═══ AVAILABLE DATA

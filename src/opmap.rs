//! Tile-mapping optimizer (OpMap).
//!
//! Balances tensor-size load across NPU tiles. One binary variable `y[i][j]`
//! is declared per (task, slot) pair, where slots are the `n_tiles` physical
//! tiles followed by one reserved CPU slot:
//!
//! - every task takes exactly one slot: `sum_j y[i][j] = 1`
//! - every slot's load is bounded by `t`: `sum_i y[i][j] * tensor[i] - t <= 0`
//! - the CPU slot is never used: `sum_i y[i][cpu] = 0`
//!
//! and `t` is minimized. CPU-bound tasks are expected to be filtered out of
//! the candidate list by the caller (see [`npu_candidates`]).

use serde::{Deserialize, Serialize};
use std::collections::BTreeMap;

use crate::config::AcceleratorConfig;
use crate::error::{SchedError, SchedResult};
use crate::graph::TaskGraph;
use crate::mapping::Resource;
use crate::solver::{Cmp, Domain, IntProgram, LinearExpr, MilpSolver, VarId};
use crate::stats::Timer;
use crate::types::{TaskId, TileId};

/// Decoded placement of one task.
#[derive(Clone, Copy, Debug, PartialEq, Eq, Serialize, Deserialize)]
pub struct TileAssignment {
    pub resource: Resource,
    pub tile: TileId,
}

/// Tasks of `order` whose layer type the NPU supports, in order.
pub fn npu_candidates(
    graph: &TaskGraph,
    order: &[TaskId],
    config: &AcceleratorConfig,
) -> SchedResult<Vec<TaskId>> {
    let mut out = Vec::new();
    for &task in order {
        if config.supports(graph.layer_type(task)?) {
            out.push(task);
        }
    }
    Ok(out)
}

/// Formulated OpMap problem together with the variable layout needed to decode it.
pub struct OpMapProblem {
    pub program: IntProgram,
    pub tasks: Vec<TaskId>,
    /// `slots[i][j]` is the variable of task `tasks[i]` on slot `j`
    pub slots: Vec<Vec<VarId>>,
    pub load: VarId,
}

/// Builds the load-balancing program for `tasks` over `n_tiles` tiles.
pub fn formulate(graph: &TaskGraph, tasks: &[TaskId], n_tiles: usize) -> SchedResult<OpMapProblem> {
    let slot_count = n_tiles + 1;
    let cpu_slot = n_tiles;
    let mut program = IntProgram::minimize("opmap");

    let mut slots = Vec::with_capacity(tasks.len());
    for &task in tasks {
        let row: Vec<VarId> = (0..slot_count)
            .map(|j| program.add_var(format!("y_{}_{}", task, j), Domain::Binary))
            .collect();
        slots.push(row);
    }
    let load = program.add_var("t", Domain::non_negative());

    for (i, &task) in tasks.iter().enumerate() {
        program.constrain(
            format!("mapping_{}", task),
            LinearExpr::sum(slots[i].iter().copied()),
            Cmp::Eq,
            1.0,
        );
    }

    for j in 0..slot_count {
        let mut expr = LinearExpr::new().term(load, -1.0);
        for (i, &task) in tasks.iter().enumerate() {
            expr.add_term(slots[i][j], graph.tensor(task)? as f64);
        }
        program.constrain(format!("size_{}", j), expr, Cmp::Le, 0.0);
    }

    program.constrain(
        "cpu_slot_unused",
        LinearExpr::sum(slots.iter().map(|row| row[cpu_slot])),
        Cmp::Eq,
        0.0,
    );

    program.set_objective(LinearExpr::new().term(load, 1.0));

    Ok(OpMapProblem {
        program,
        tasks: tasks.to_vec(),
        slots,
        load,
    })
}

/// Assigns every candidate task to one NPU tile, minimizing the maximum tile load.
pub fn opmap(
    graph: &TaskGraph,
    tasks: &[TaskId],
    config: &AcceleratorConfig,
    solver: &dyn MilpSolver,
) -> SchedResult<BTreeMap<TaskId, TileAssignment>> {
    let timer = Timer::start();
    if tasks.is_empty() {
        return Ok(BTreeMap::new());
    }

    let problem = formulate(graph, tasks, config.n_tiles)?;
    let solution = solver.solve(&problem.program).map_err(|e| {
        tracing::error!(error = %e, "OpMap solve failed");
        SchedError::from(e)
    })?;

    let cpu_slot = config.n_tiles;
    let mut result = BTreeMap::new();
    for (i, &task) in problem.tasks.iter().enumerate() {
        let chosen: Vec<usize> = problem.slots[i]
            .iter()
            .enumerate()
            .filter(|(_, &v)| solution.is_set(v))
            .map(|(j, _)| j)
            .collect();

        if chosen.len() != 1 {
            tracing::error!(task, assigned = chosen.len(), "task mapped to no slot or several slots");
            return Err(SchedError::InvalidAssignment {
                task,
                assigned: chosen.len(),
            });
        }

        let slot = chosen[0];
        let assignment = if slot == cpu_slot {
            TileAssignment {
                resource: Resource::Cpu,
                tile: slot,
            }
        } else {
            TileAssignment {
                resource: Resource::Npu,
                tile: slot,
            }
        };
        result.insert(task, assignment);
    }

    tracing::info!(
        tasks = tasks.len(),
        max_load = solution.value(problem.load),
        elapsed_ms = timer.elapsed_ms(),
        "OpMap done"
    );
    Ok(result)
}

#[cfg(test)]
mod tests {
    use super::*;
    use crate::config::ConfigBuilder;
    use crate::graph::TaskAttrs;
    use crate::solver::{GoodLpSolver, Solution, SolveError};

    fn graph_with_tensors(sizes: &[u64]) -> TaskGraph {
        let mut g = TaskGraph::new();
        for (id, &size) in sizes.iter().enumerate() {
            g.insert_task(id as TaskId, TaskAttrs::new().with_tensor(size).with_layer("Conv2D"));
        }
        g
    }

    #[test]
    fn test_formulation_shape() {
        let g = graph_with_tensors(&[4, 4, 4]);
        let p = formulate(&g, &[0, 1, 2], 2).unwrap();
        // 3 tasks x (2 tiles + cpu) + load variable
        assert_eq!(p.program.var_count(), 10);
        // 3 mapping + 3 size + 1 cpu constraints
        assert_eq!(p.program.constraints.len(), 7);
    }

    #[test]
    fn test_balances_load() {
        let g = graph_with_tensors(&[10, 10, 10, 10]);
        let config = ConfigBuilder::new().n_tiles(2).build().unwrap();

        let result = opmap(&g, &[0, 1, 2, 3], &config, &GoodLpSolver::new()).unwrap();
        assert_eq!(result.len(), 4);

        let mut load = [0u64; 2];
        for (task, a) in &result {
            assert_eq!(a.resource, Resource::Npu);
            assert!(a.tile < 2);
            load[a.tile] += g.tensor(*task).unwrap();
        }
        assert_eq!(load, [20, 20]);
    }

    #[test]
    fn test_single_tile() {
        let g = graph_with_tensors(&[10, 10, 10]);
        let config = ConfigBuilder::new().n_tiles(1).build().unwrap();

        let result = opmap(&g, &[0, 1, 2], &config, &GoodLpSolver::new()).unwrap();
        assert!(result
            .values()
            .all(|a| *a == TileAssignment { resource: Resource::Npu, tile: 0 }));
    }

    #[test]
    fn test_empty_candidates() {
        let g = TaskGraph::new();
        let result = opmap(&g, &[], &AcceleratorConfig::default(), &GoodLpSolver::new()).unwrap();
        assert!(result.is_empty());
    }

    /// Returns a fixed assignment regardless of the program.
    struct FixedSolver(Vec<f64>);

    impl MilpSolver for FixedSolver {
        fn solve(&self, _program: &IntProgram) -> Result<Solution, SolveError> {
            Ok(Solution { values: self.0.clone() })
        }
    }

    #[test]
    fn test_row_sum_violation_is_fatal() {
        let g = graph_with_tensors(&[1]);
        let config = ConfigBuilder::new().n_tiles(1).build().unwrap();
        // Task 0 on both tile 0 and the CPU slot.
        let solver = FixedSolver(vec![1.0, 1.0, 1.0]);

        let result = opmap(&g, &[0], &config, &solver);
        assert!(matches!(
            result,
            Err(SchedError::InvalidAssignment { task: 0, assigned: 2 })
        ));
    }

    #[test]
    fn test_npu_candidates() {
        let mut g = graph_with_tensors(&[1, 1, 1]);
        g.set_layer_type(1, "Softmax").unwrap();

        let config = AcceleratorConfig::default();
        assert_eq!(npu_candidates(&g, &[2, 1, 0], &config).unwrap(), vec![2, 0]);
    }
}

══════

> **EXERCISE BRIEF**:
Retrieve all lines from the data that contain the string "format".

> **EXERCISE SOLUTION**:
            .map(|j| program.add_var(format!("y_{}_{}", task, j), Domain::Binary))
            format!("mapping_{}", task),
        program.constrain(format!("size_{}", j), expr, Cmp::Le, 0.0);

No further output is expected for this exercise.